La valeur de la couleur en Inde est impossible à surestimer. La couleur représente la richesse, en termes visuels - elle est l'expression de l'abondance, de l'indulgence, de l'emphase décorative. Lorsqu'elle est utilisée pour orner les personnes, les lieux et les objets, la couleur n'a rien à voir avec l'aspect pratique et tout à voir avec l'aspect agréable. La couleur est synonyme de vie, de fertilité et, surtout, de beauté.

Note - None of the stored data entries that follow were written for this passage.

//! Rolling review metrics computed by direct query.

use std::sync::Arc;

use mockable::Clock;

use super::AnalyticsResult;
use crate::analytics::domain::{
    QualityThresholds, REVIEWED_STATUSES, ReportPeriod, ReviewMetrics, ReviewStats, TimeWindow,
    WeeklyBreakdown,
};
use crate::task::{
    domain::{Task, UserId},
    ports::{TaskQuery, TaskRepository},
};

/// Computes review metrics for a reviewer over calendar windows.
///
/// Nothing is cached; every call reads the task store.
#[derive(Clone)]
pub struct MetricsAggregator<R, C>
where
    R: TaskRepository,
    C: Clock + Send + Sync,
{
    tasks: Arc<R>,
    clock: Arc<C>,
    thresholds: QualityThresholds,
}

impl<R, C> MetricsAggregator<R, C>
where
    R: TaskRepository,
    C: Clock + Send + Sync,
{
    /// Creates an aggregator with default category thresholds.
    #[must_use]
    pub fn new(tasks: Arc<R>, clock: Arc<C>) -> Self {
        Self {
            tasks,
            clock,
            thresholds: QualityThresholds::default(),
        }
    }

    /// Replaces the category label thresholds.
    #[must_use]
    pub const fn with_thresholds(mut self, thresholds: QualityThresholds) -> Self {
        self.thresholds = thresholds;
        self
    }

    /// Returns the reviewed tasks of `reviewer` last updated inside `window`.
    ///
    /// # Errors
    ///
    /// Returns [`super::AnalyticsError::Tasks`] when the store fails.
    pub async fn reviewed_in(
        &self,
        reviewer: UserId,
        window: TimeWindow,
    ) -> AnalyticsResult<Vec<Task>> {
        Ok(self.tasks.query(&reviewed_query(reviewer, window)).await?)
    }

    /// Aggregates counters for `reviewer` over `window`.
    ///
    /// # Errors
    ///
    /// Returns [`super::AnalyticsError::Tasks`] when the store fails.
    pub async fn stats_in(
        &self,
        reviewer: UserId,
        window: TimeWindow,
    ) -> AnalyticsResult<ReviewStats> {
        let reviewed = self.reviewed_in(reviewer, window).await?;
        Ok(ReviewStats::from_tasks(&reviewed))
    }

    /// Counts reviews by `reviewer` inside `window` without loading them.
    ///
    /// # Errors
    ///
    /// Returns [`super::AnalyticsError::Tasks`] when the store fails.
    pub async fn reviewed_count(
        &self,
        reviewer: UserId,
        window: TimeWindow,
    ) -> AnalyticsResult<u64> {
        Ok(self.tasks.count(&reviewed_query(reviewer, window)).await?)
    }

    /// Computes headline metrics over the period containing now.
    ///
    /// # Errors
    ///
    /// Returns [`super::AnalyticsError::Tasks`] when the store fails.
    pub async fn review_metrics(
        &self,
        reviewer: UserId,
        period: ReportPeriod,
    ) -> AnalyticsResult<ReviewMetrics> {
        let window = period.window_ending(self.clock.utc());
        let reviewed = self.reviewed_in(reviewer, window).await?;
        Ok(ReviewMetrics::from_tasks(window, &reviewed, self.thresholds))
    }

    /// Summarizes the current calendar week.
    ///
    /// # Errors
    ///
    /// Returns [`super::AnalyticsError::Tasks`] when the store fails.
    pub async fn weekly_breakdown(&self, reviewer: UserId) -> AnalyticsResult<WeeklyBreakdown> {
        let window = ReportPeriod::Week.window_ending(self.clock.utc());
        Ok(self.stats_in(reviewer, window).await?.into())
    }
}

fn reviewed_query(reviewer: UserId, window: TimeWindow) -> TaskQuery {
    TaskQuery::new()
        .reviewed_by(reviewer)
        .with_statuses(REVIEWED_STATUSES)
        .updated_between(window.start, window.end)
}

Xavier Zimbardo participe avec exubérance à l'obsession indienne pour la couleur. La couleur n'est pas seulement le médium utilisé par Zimbardo dans ces étonnantes photographies, elle est aussi son sujet narratif et son thème. La première série d'images de son livre India Holy Song, qui montre des ateliers de teinture de textiles au Rajasthan, est une interprétation moderne d'une ancienne tradition créative. Pour moi, ces tableaux lumineux évoquent l'intimité tranquille des peintures de Vermeer. Bien que les ateliers soient situés à l'extérieur, les images de Zimbardo ont une qualité intérieure frappante, car la disposition des tissus crée l'illusion de pièces dont les murs sont imprégnés de rouge rubis, de rose d'Inde et de bleu saphir. Parfois, un jeu d'ombres horizontales forme un motif audacieux et fugace, un clair-obscur de tissu et de soleil. Les signes du monde extérieur n'apparaissent qu'après coup : une tranche de lumière éclaire partiellement le sol recouvert de pierres, un coin de ciel apparaît à travers les lattes du plafond. L'accent est mis sur le tissu, à la fois solide et fluide, translucide et opaque. L'autre point de mire est la femme, dont les corps apparaissent et disparaissent de ces longueurs apparemment infinies. S'il faut désigner un interprète dans ce spectacle époustouflant, c'est bien le tissu lui-même.
Nous voyons ensuite le produit fini : du coton aux couleurs vives, plié, fièrement entassé sur le dos d'un homme. Il entre dans le monde, est lavé dans la rivière, est enroulé autour des corps et des têtes des pèlerins et des prêtres, des figures des femmes allant chercher de l'eau au puits. Empilé dans un grand bol en fer blanc sur la tête d'une lavandière, il apparaît aussi vital, aussi nourrissant que la nourriture. Un assortiment de pyjamas multicolores éparpillés sur les rochers et le sol semble jaillir du sol, faisant partie intégrante et permanente du paysage. Zimbardo est particulièrement sensible à la façon dont la couleur apparaît dans des endroits et des choses inattendus, à la façon dont elle dissimule et révèle ce avec quoi elle entre en contact, à la façon dont elle sert à ravir et à distraire l'œil. On avance parmi ces voiles tourbillonnants, les écartant comme emporté, enveloppé, noyé par cette marée resplendissante qui monte et déferle à perte de vue. Joyeuse turbulence de la couleur en fête.